Argonne National Laboratory

Natively Supporting True One-Sided Communication in MPI on Multi-Core Systems with InfiniBand

TitleNatively Supporting True One-Sided Communication in MPI on Multi-Core Systems with InfiniBand
Publication TypeConference Paper
Year of Publication2009
AuthorsSanthanaraman, G, Balaji, P, Gopalakrishnan, K, Thakur, R, Gropp, WD, Panda, DK
Conference NameProceedings of the 2009 9th IEEE/ACM International Symposium on Cluster Computing and the Grid
Date Published03/2009
PublisherIEEE Computer Society
Other NumbersANL/MCS-P1598-0409

As high-end computing systems continue to grow in scale, the performance that applications can achieve on such large scale systems
depends heavily on their ability to avoid explicitly synchronized
communication with other processes in the system.
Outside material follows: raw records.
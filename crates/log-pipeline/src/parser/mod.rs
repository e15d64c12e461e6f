//! 로그 파싱 모듈 -- PP2 호스트 로그 형식별 파서
//!
//! # 지원 형식
//! - 접속 로그 `playlog.txt` ([`JoinEventParser`], 상태 없음)
//! - 채팅 로그 `chatlog.txt` ([`ChatReconstructor`], 헤더/본문 상태 기계)
//!
//! 두 파서 모두 형식이 맞지 않는 라인을 에러 없이 버립니다.
//!
//! # 사용 예시
//! ```ignore
//! use pp2sentry_log_pipeline::parser::{ChatReconstructor, ChatStep, JoinEventParser};
//!
//! let joins = JoinEventParser::new()?;
//! let event = joins.parse("--> Foo joined the game (ip: 1.2.3.4). [...] [...] [v1.0]");
//!
//! let mut chat = ChatReconstructor::new()?;
//! chat.push("Foo:   [01.01.2025 10:01]");
//! if let ChatStep::Emitted(message) = chat.push("hello there") { /* ... */ }
//! ```

pub mod chat;
pub mod join;

pub use chat::{ChatLine, ChatReconstructor, ChatStep};
pub use join::JoinEventParser;
//! 설정 관리 -- pp2sentry.toml 파싱 및 런타임 설정
//!
//! [`Pp2SentryConfig`]는 모든 모듈의 설정을 담는 최상위 구조체입니다.
//!
//! # 설정 로딩 우선순위
//! 1. CLI 인자 (최고 우선, 데몬에서 적용)
//! 2. 환경변수 (`PP2SENTRY_TAIL_POLL_INTERVAL_MS=500` 형식)
//! 3. 설정 파일 (`pp2sentry.toml`)
//! 4. 기본값 (`Default` 구현)
//!
//! # 사용 예시
//! ```no_run
//! # async fn example() -> Result<(), pp2sentry_core::error::Pp2SentryError> {
//! use pp2sentry_core::config::Pp2SentryConfig;
//!
//! // 파일에서 로드 + 환경변수 오버라이드
//! let config = Pp2SentryConfig::load("pp2sentry.toml").await?;
//!
//! // TOML 문자열에서 직접 파싱
//! let config = Pp2SentryConfig::parse("[general]\nlog_level = \"debug\"")?;
//! # Ok(())
//! # }
//! ```

use std::collections::HashSet;
use std::fmt;
use std::path::Path;
use std::time::Duration;

use serde::{Deserialize, Serialize};
use tracing::warn;

use crate::error::{ConfigError, Pp2SentryError};
use crate::types::ViolationLevel;

/// pp2sentry 통합 설정
///
/// `pp2sentry.toml` 파일의 최상위 구조를 나타냅니다.
/// 각 모듈은 자기 섹션만 읽어 사용합니다.
#[derive(Debug, Clone, Default, Serialize, Deserialize)]
pub struct Pp2SentryConfig {
    /// 일반 설정
    #[serde(default)]
    pub general: GeneralConfig,
    /// 파일 tail 설정 (모든 서버 공통)
    #[serde(default)]
    pub tail: TailConfig,
    /// 모니터링 대상 게임 서버 목록
    #[serde(default)]
    pub servers: Vec<ServerConfig>,
    /// 채팅 처리 설정
    #[serde(default)]
    pub monitor: MonitorConfig,
    /// 분류기 설정
    #[serde(default)]
    pub classifier: ClassifierConfig,
    /// 위반 기록 저장소 설정
    #[serde(default)]
    pub storage: StorageConfig,
    /// Discord 웹훅 설정
    #[serde(default)]
    pub discord: DiscordConfig,
    /// 모더레이션 조치 설정
    #[serde(default)]
    pub moderation: ModerationConfig,
    /// Prometheus 메트릭 설정
    #[serde(default)]
    pub metrics: MetricsConfig,
}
Accordingly,
several modern and legacy parallel programming models (such as
MPI, UPC, Global Arrays) have provided many programming constructs that enable implicit communication using one-sided communication
operations. While MPI is the most widely used communication model for scientific computing, the usage of one-sided communication is restricted; this is mainly owing to the inefficiencies in current MPI implementations that internally rely on synchronization between processes even during one-sided communication, thus losing the potential of such constructs. In our previous work, we had utilized native one-sided communication primitives offered by high-speed networks such as InfiniBand (IB) to allow for true one-sided communication inMPI. In this paper, we extend this work to natively take advantage of one-sided atomic operations on cache-coherent multi-core/multi-processor architectures while still utilizing the benefits of networks such as IB. Specifically, we present a sophisticated hybrid design that uses locks that migrate between IB hardware atomics and multi-core CPU atomics to take advantage of both. We demonstrate the capability of our proposed design with a wide range of experiments illustrating its benefits in performance as well as its potential to avoid explicit synchronization.